# [THE TASK]
Below are some records. Reproduce them exactly from their first line through the line with "walk replicas in.", inclusive.

# [Records from a data source]

BEGIN

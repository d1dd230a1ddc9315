use serde::{Deserialize, Serialize};
use std::fmt;
use super::{PartitionId, TopicName};

/// Immutable identity of a partition: topic name plus partition index.
///
/// Ordered by topic, then index, which is the order goals walk replicas in.
#[derive(Debug, Clone, PartialEq, Eq, PartialOrd, Ord, Hash, Serialize, Deserialize)]
pub struct TopicPartition {
    pub topic: TopicName,
    pub partition: PartitionId,
}

impl TopicPartition {
    pub fn new(topic: impl Into<TopicName>, partition: PartitionId) -> Self {
        Self {
            topic: topic.into(),
            partition,
        }
    }
}

impl fmt::Display for TopicPartition {
    fn fmt(&self, f: &mut fmt::Formatter<'_>) -> fmt::Result {
        write!(f, "{}-{}", self.topic, self.partition)
    }
}

#[cfg(test)]
mod tests {
    use super::*;

    #[test]
    fn test_display_and_order() {
        let a = TopicPartition::new("orders", 2);
        let b = TopicPartition::new("orders", 10);
        let c = TopicPartition::new("payments", 0);

        assert_eq!(a.to_string(), "orders-2");
        assert!(a < b);
        assert!(b < c);
    }
}
use logdir_rebalancer::*;
use std::collections::BTreeMap;

use tracing_subscriber::prelude::*;

fn main() {
    let env_filter = tracing_subscriber::EnvFilter::try_from_default_env()
        .unwrap_or_else(|_| tracing_subscriber::EnvFilter::new("info"));
    tracing_subscriber::registry()
        .with(env_filter)
        .with(tracing_subscriber::fmt::layer())
        .init();

    println!("Kafka Log-Dir Rebalancer - Example Usage\n");

    // A config file path may be given as the first argument
    let config = match std::env::args().nth(1) {
        Some(path) => match RebalanceConfig::from_file(&path) {
            Ok(config) => config,
            Err(e) => {
                eprintln!("Failed to load config {}: {}", path, e);
                return;
            }
        },
        None => RebalanceConfig::default(),
    };

    let cluster = match ClusterModel::from_snapshot(&create_sample_snapshot()) {
        Ok(cluster) => cluster,
        Err(e) => {
            eprintln!("Invalid sample cluster: {}", e);
            return;
        }
    };

    let mut rebalancer = config.build_rebalancer();

    println!("=== Checking for Goal Violations ===");
    let violations = rebalancer.check_violations(&cluster);
    if violations.is_empty() {
        println!("No violations found!");
    } else {
        for violation in &violations {
            println!(
                "[{:?}] {} - {}",
                violation.severity, violation.goal_name, violation.description
            );
        }
    }

    println!("\n=== Generating Rebalance Plan ===");
    let outcome = match rebalancer.generate_plan(&cluster, &config.options) {
        Ok(outcome) => outcome,
        Err(e) => {
            eprintln!("Failed to generate plan: {}", e);
            return;
        }
    };
    let plan = &outcome.plan;
    println!("{}\n", plan.summary());

    if plan.is_empty() {
        println!("No rebalancing needed - cluster is already balanced!");
        return;
    }

    println!("Actions per goal:");
    for (goal, count) in &plan.actions_per_goal {
        println!("  {}: {}", goal, count);
    }

    println!("\n=== Proposed Actions (showing first 20) ===");
    for (i, committed) in plan.actions.iter().take(20).enumerate() {
        println!("{}. [{}] {}", i + 1, committed.goal, committed.action);
    }
    if plan.actions.len() > 20 {
        println!("... and {} more actions", plan.actions.len() - 20);
    }

    println!("\n=== Batched Execution (max 5 concurrent) ===");
    let batches = plan.batch_actions(5);
    println!("Total batches: {}", batches.len());
    for (i, batch) in batches.iter().take(5).enumerate() {
        println!("  Batch {}: {} actions", i + 1, batch.len());
    }
    if batches.len() > 5 {
        println!("  ... and {} more batches", batches.len() - 5);
    }

    println!("\n=== Replica Distribution (before -> after) ===");
    let before = replica_counts(&cluster);
    for (broker, after) in replica_counts(&outcome.cluster) {
        println!("  Broker {}: {} -> {}", broker, before.get(&broker).copied().unwrap_or(0), after);
    }

    println!("\n=== Goal Report ===");
    for report in rebalancer.goal_report(&outcome.cluster) {
        println!("  {}", report.summary());
    }

    match serde_json::to_string_pretty(plan) {
        Ok(json) => println!("\n=== Plan JSON ===\n{}", json),
        Err(e) => eprintln!("Failed to serialize plan: {}", e),
    }
}

fn replica_counts(cluster: &ClusterModel) -> BTreeMap<BrokerId, usize> {
    cluster.brokers().map(|b| (b.id, b.replica_count())).collect()
}

fn create_sample_snapshot() -> ClusterSnapshot {
    const GB: u64 = 1 << 30;

    // Brokers 0, 1 in rack-0
    // Broker 2 in rack-1
    // Brokers 3, 4 in rack-2
    let mut snapshot = ClusterSnapshot::new();
    for i in 0..5 {
        let rack = match i {
            0 | 1 => "rack-0",
            2 => "rack-1",
            _ => "rack-2",
        };
        snapshot = snapshot.with_broker(i, Some(rack), &[("/data/1", 500 * GB), ("/data/2", 500 * GB)]);
    }

    // Imbalanced on purpose: rack collisions on every third partition and
    // most data on brokers 0-2
    for topic_idx in 0..5 {
        let topic = format!("topic-{}", topic_idx);
        for partition in 0..12u32 {
            let brokers: [BrokerId; 3] = match partition % 3 {
                0 => [0, 1, 2],
                1 => [0, 2, 3],
                _ => [1, 2, 4],
            };
            let dir = if partition % 2 == 0 { "/data/1" } else { "/data/2" };
            let size = (5 + (partition as u64 % 4) * 5) * GB;
            let replicas: Vec<(BrokerId, &str, u64)> = brokers.iter().map(|b| (*b, dir, size)).collect();
            snapshot = snapshot.with_partition(topic.as_str(), partition, &replicas, brokers[0]);
        }
    }
    snapshot
}
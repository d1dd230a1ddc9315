use std::collections::BTreeMap;
use crate::actions::{ActionType, BalancingAction, ClusterStats, CommittedAction};
use crate::snapshot::ClusterSnapshot;
use super::{Broker, BrokerId, LogDir, LogDirId, ModelError, Replica, TopicPartition};

/// In-memory state of the cluster for one optimization run.
///
/// Placement only changes through [`ClusterModel::relocate_replica`] and
/// [`ClusterModel::relocate_leadership`]; both record what they did, so the
/// model always knows which partitions were already moved during the run.
#[derive(Debug, Clone, Default)]
pub struct ClusterModel {
    brokers: BTreeMap<BrokerId, Broker>,
    /// Replica assignment per partition; the first broker is the preferred leader
    assignments: BTreeMap<TopicPartition, Vec<BrokerId>>,
    balance_action_history: BTreeMap<TopicPartition, Vec<BalancingAction>>,
    committed_actions: Vec<CommittedAction>,
}

impl ClusterModel {
    pub fn new() -> Self {
        Self::default()
    }

    /// Build a model from a snapshot, rejecting inconsistent input.
    pub fn from_snapshot(snapshot: &ClusterSnapshot) -> Result<Self, ModelError> {
        let mut model = Self::new();

        for broker in &snapshot.brokers {
            model.add_broker(broker.id, broker.rack.clone())?;
            for dir in &broker.log_dirs {
                model.add_log_dir(broker.id, &dir.name, dir.capacity_bytes)?;
            }
        }

        for partition in &snapshot.partitions {
            let tp = TopicPartition::new(partition.topic.clone(), partition.partition);
            if partition.replicas.is_empty() {
                return Err(ModelError::EmptyPartition(tp));
            }
            for replica in &partition.replicas {
                model.add_replica(
                    &tp,
                    replica.broker_id,
                    &replica.log_dir,
                    replica.broker_id == partition.leader,
                    replica.size_bytes,
                )?;
            }
        }

        // Reported usage wins over the sum of replica sizes when present, but
        // may not claim less than the replicas the dir holds
        for broker in &snapshot.brokers {
            for dir in &broker.log_dirs {
                if let Some(used) = dir.used_bytes {
                    if let Some(log_dir) = model
                        .brokers
                        .get_mut(&broker.id)
                        .and_then(|b| b.log_dirs.get_mut(&dir.name))
                    {
                        if used < log_dir.used_bytes {
                            return Err(ModelError::UsageBelowReplicas {
                                broker: broker.id,
                                dir: dir.name.clone(),
                                reported: used,
                                hosted: log_dir.used_bytes,
                            });
                        }
                        log_dir.used_bytes = used;
                    }
                }
            }
        }

        model.validate()?;
        Ok(model)
    }

    pub(crate) fn add_broker(&mut self, id: BrokerId, rack: Option<String>) -> Result<(), ModelError> {
        if self.brokers.contains_key(&id) {
            return Err(ModelError::DuplicateBroker(id));
        }
        self.brokers.insert(id, Broker::new(id, rack));
        Ok(())
    }

    pub(crate) fn add_log_dir(
        &mut self,
        broker_id: BrokerId,
        name: &str,
        capacity_bytes: u64,
    ) -> Result<(), ModelError> {
        let broker = self
            .brokers
            .get_mut(&broker_id)
            .ok_or(ModelError::UnknownBroker(broker_id))?;
        if broker.log_dirs.contains_key(name) {
            return Err(ModelError::DuplicateLogDir {
                broker: broker_id,
                dir: name.to_string(),
            });
        }
        broker.add_log_dir(LogDir::new(broker_id, name, capacity_bytes));
        Ok(())
    }

    pub(crate) fn add_replica(
        &mut self,
        tp: &TopicPartition,
        broker_id: BrokerId,
        log_dir: &str,
        is_leader: bool,
        size_bytes: u64,
    ) -> Result<(), ModelError> {
        let broker = self
            .brokers
            .get_mut(&broker_id)
            .ok_or(ModelError::UnknownBroker(broker_id))?;
        if broker.replicas.contains_key(tp) {
            return Err(ModelError::DestinationHostsReplica {
                partition: tp.clone(),
                broker: broker_id,
            });
        }
        let dir = broker
            .log_dirs
            .get_mut(log_dir)
            .ok_or_else(|| ModelError::UnknownLogDir {
                broker: broker_id,
                dir: log_dir.to_string(),
            })?;

        dir.partitions.insert(tp.clone());
        dir.used_bytes = dir.used_bytes.saturating_add(size_bytes);
        broker.replicas.insert(
            tp.clone(),
            Replica {
                topic_partition: tp.clone(),
                broker_id,
                log_dir: log_dir.to_string(),
                is_leader,
                size_bytes,
            },
        );
        self.assignments.entry(tp.clone()).or_default().push(broker_id);
        Ok(())
    }

    /// Every partition must have exactly one leader.
    pub fn validate(&self) -> Result<(), ModelError> {
        for tp in self.assignments.keys() {
            let leaders = self.replicas_of(tp).iter().filter(|r| r.is_leader).count();
            if leaders != 1 {
                return Err(ModelError::LeaderCount {
                    partition: tp.clone(),
                    leaders,
                });
            }
        }
        Ok(())
    }

    // ------------------------------------------------------------------
    // Read primitives
    // ------------------------------------------------------------------

    /// Brokers in ascending id order
    pub fn brokers(&self) -> impl Iterator<Item = &Broker> {
        self.brokers.values()
    }

    pub fn broker(&self, id: BrokerId) -> Option<&Broker> {
        self.brokers.get(&id)
    }

    pub fn broker_ids(&self) -> Vec<BrokerId> {
        self.brokers.keys().copied().collect()
    }

    pub fn rack_of(&self, broker_id: BrokerId) -> Option<&str> {
        self.brokers
            .get(&broker_id)
            .and_then(|b| b.rack.as_deref())
    }

    /// All log directories, by broker id then directory name
    pub fn log_dirs(&self) -> impl Iterator<Item = &LogDir> {
        self.brokers.values().flat_map(|b| b.log_dirs())
    }

    pub fn log_dir(&self, id: &LogDirId) -> Option<&LogDir> {
        self.brokers
            .get(&id.broker_id)
            .and_then(|b| b.log_dir(&id.name))
    }

    /// All partitions, ascending
    pub fn partitions(&self) -> impl Iterator<Item = &TopicPartition> {
        self.assignments.keys()
    }

    /// Brokers hosting `tp`, in assignment order
    pub fn assignment(&self, tp: &TopicPartition) -> Option<&[BrokerId]> {
        self.assignments.get(tp).map(Vec::as_slice)
    }

    pub fn preferred_leader(&self, tp: &TopicPartition) -> Option<BrokerId> {
        self.assignments.get(tp).and_then(|a| a.first().copied())
    }

    pub fn replica(&self, tp: &TopicPartition, broker_id: BrokerId) -> Option<&Replica> {
        self.brokers.get(&broker_id).and_then(|b| b.replica(tp))
    }

    /// Replicas of `tp`, in assignment order
    pub fn replicas_of(&self, tp: &TopicPartition) -> Vec<&Replica> {
        self.assignments
            .get(tp)
            .map(|brokers| {
                brokers
                    .iter()
                    .filter_map(|id| self.replica(tp, *id))
                    .collect()
            })
            .unwrap_or_default()
    }

    pub fn leader_of(&self, tp: &TopicPartition) -> Option<&Replica> {
        self.replicas_of(tp).into_iter().find(|r| r.is_leader)
    }

    pub fn partition_count(&self) -> usize {
        self.assignments.len()
    }

    pub fn replica_count(&self) -> usize {
        self.brokers.values().map(Broker::replica_count).sum()
    }

    pub fn stats(&self) -> ClusterStats {
        ClusterStats {
            broker_count: self.brokers.len(),
            log_dir_count: self.log_dirs().count(),
            partition_count: self.partition_count(),
            replica_count: self.replica_count(),
        }
    }

    /// Replica movements committed so far in this run, per partition
    pub fn balance_action_history(&self) -> &BTreeMap<TopicPartition, Vec<BalancingAction>> {
        &self.balance_action_history
    }

    pub fn has_moved(&self, tp: &TopicPartition) -> bool {
        self.balance_action_history.contains_key(tp)
    }

    /// Every committed action, in commit order
    pub fn committed_actions(&self) -> &[CommittedAction] {
        &self.committed_actions
    }

    // ------------------------------------------------------------------
    // Mutators
    // ------------------------------------------------------------------

    /// Move the replica of `tp` from `source_broker`/`source_log_dir` to
    /// `destination_broker`/`destination_log_dir`.
    ///
    /// Nothing is mutated when this returns an error.
    #[allow(clippy::too_many_arguments)]
    pub fn relocate_replica(
        &mut self,
        goal_name: &str,
        action_label: &str,
        tp: &TopicPartition,
        source_broker: BrokerId,
        source_log_dir: &str,
        destination_broker: BrokerId,
        destination_log_dir: &str,
    ) -> Result<(), ModelError> {
        let source = self
            .brokers
            .get(&source_broker)
            .ok_or(ModelError::UnknownBroker(source_broker))?;
        match source.replica(tp) {
            Some(replica) if replica.log_dir == source_log_dir => {}
            _ => {
                return Err(ModelError::ReplicaNotFound {
                    partition: tp.clone(),
                    broker: source_broker,
                    dir: source_log_dir.to_string(),
                })
            }
        }

        let destination = self
            .brokers
            .get(&destination_broker)
            .ok_or(ModelError::UnknownBroker(destination_broker))?;
        if destination.log_dir(destination_log_dir).is_none() {
            return Err(ModelError::UnknownLogDir {
                broker: destination_broker,
                dir: destination_log_dir.to_string(),
            });
        }
        if destination.replica(tp).is_some() {
            return Err(ModelError::DestinationHostsReplica {
                partition: tp.clone(),
                broker: destination_broker,
            });
        }

        // Detach from the source
        let mut replica = self.detach_replica(tp, source_broker)?;
        let size_bytes = replica.size_bytes;

        // Attach to the destination
        replica.broker_id = destination_broker;
        replica.log_dir = destination_log_dir.to_string();
        let destination = self
            .brokers
            .get_mut(&destination_broker)
            .ok_or(ModelError::UnknownBroker(destination_broker))?;
        if let Some(dir) = destination.log_dirs.get_mut(destination_log_dir) {
            dir.partitions.insert(tp.clone());
            dir.used_bytes = dir.used_bytes.saturating_add(size_bytes);
        }
        destination.replicas.insert(tp.clone(), replica);

        if let Some(assignment) = self.assignments.get_mut(tp) {
            for broker_id in assignment.iter_mut() {
                if *broker_id == source_broker {
                    *broker_id = destination_broker;
                }
            }
        }

        let action = BalancingAction::new(
            tp.clone(),
            source_broker,
            source_log_dir,
            destination_broker,
            destination_log_dir,
            ActionType::ReplicaMovement,
        );
        self.balance_action_history
            .entry(tp.clone())
            .or_default()
            .push(action.clone());
        self.committed_actions.push(CommittedAction {
            goal: goal_name.to_string(),
            label: action_label.to_string(),
            replica_size_bytes: size_bytes,
            action,
        });
        Ok(())
    }

    /// Hand leadership of `tp` from `source_broker` to the follower replica on
    /// `destination_broker`.
    ///
    /// Nothing is mutated when this returns an error.
    pub fn relocate_leadership(
        &mut self,
        goal_name: &str,
        action_label: &str,
        tp: &TopicPartition,
        source_broker: BrokerId,
        destination_broker: BrokerId,
    ) -> Result<(), ModelError> {
        let (source_log_dir, size_bytes) = match self.replica(tp, source_broker) {
            Some(replica) if replica.is_leader => (replica.log_dir.clone(), replica.size_bytes),
            _ => {
                return Err(ModelError::NotLeader {
                    partition: tp.clone(),
                    broker: source_broker,
                })
            }
        };
        let destination_log_dir = match self.replica(tp, destination_broker) {
            Some(replica) if !replica.is_leader => replica.log_dir.clone(),
            _ => {
                return Err(ModelError::DestinationLacksFollower {
                    partition: tp.clone(),
                    broker: destination_broker,
                })
            }
        };

        self.set_leader_flag(tp, source_broker, false);
        self.set_leader_flag(tp, destination_broker, true);

        self.committed_actions.push(CommittedAction {
            goal: goal_name.to_string(),
            label: action_label.to_string(),
            replica_size_bytes: size_bytes,
            action: BalancingAction::new(
                tp.clone(),
                source_broker,
                source_log_dir,
                destination_broker,
                destination_log_dir,
                ActionType::LeadershipMovement,
            ),
        });
        Ok(())
    }

    fn detach_replica(&mut self, tp: &TopicPartition, broker_id: BrokerId) -> Result<Replica, ModelError> {
        let broker = self
            .brokers
            .get_mut(&broker_id)
            .ok_or(ModelError::UnknownBroker(broker_id))?;
        let replica = broker
            .replicas
            .remove(tp)
            .ok_or_else(|| ModelError::ReplicaNotFound {
                partition: tp.clone(),
                broker: broker_id,
                dir: String::new(),
            })?;
        if let Some(dir) = broker.log_dirs.get_mut(&replica.log_dir) {
            dir.partitions.remove(tp);
            dir.used_bytes = dir.used_bytes.saturating_sub(replica.size_bytes);
        }
        Ok(replica)
    }

    fn set_leader_flag(&mut self, tp: &TopicPartition, broker_id: BrokerId, is_leader: bool) {
        if let Some(replica) = self
            .brokers
            .get_mut(&broker_id)
            .and_then(|b| b.replicas.get_mut(tp))
        {
            replica.is_leader = is_leader;
        }
    }
}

END

# [REPLY TO THE EXERCISE]
repository d1dd230a1ddc9315
use serde::{Deserialize, Serialize};
use std::fmt;
use super::{PartitionId, TopicName};

/// Immutable identity of a partition: topic name plus partition index.
///
/// Ordered by topic, then index, which is the order goals walk replicas in.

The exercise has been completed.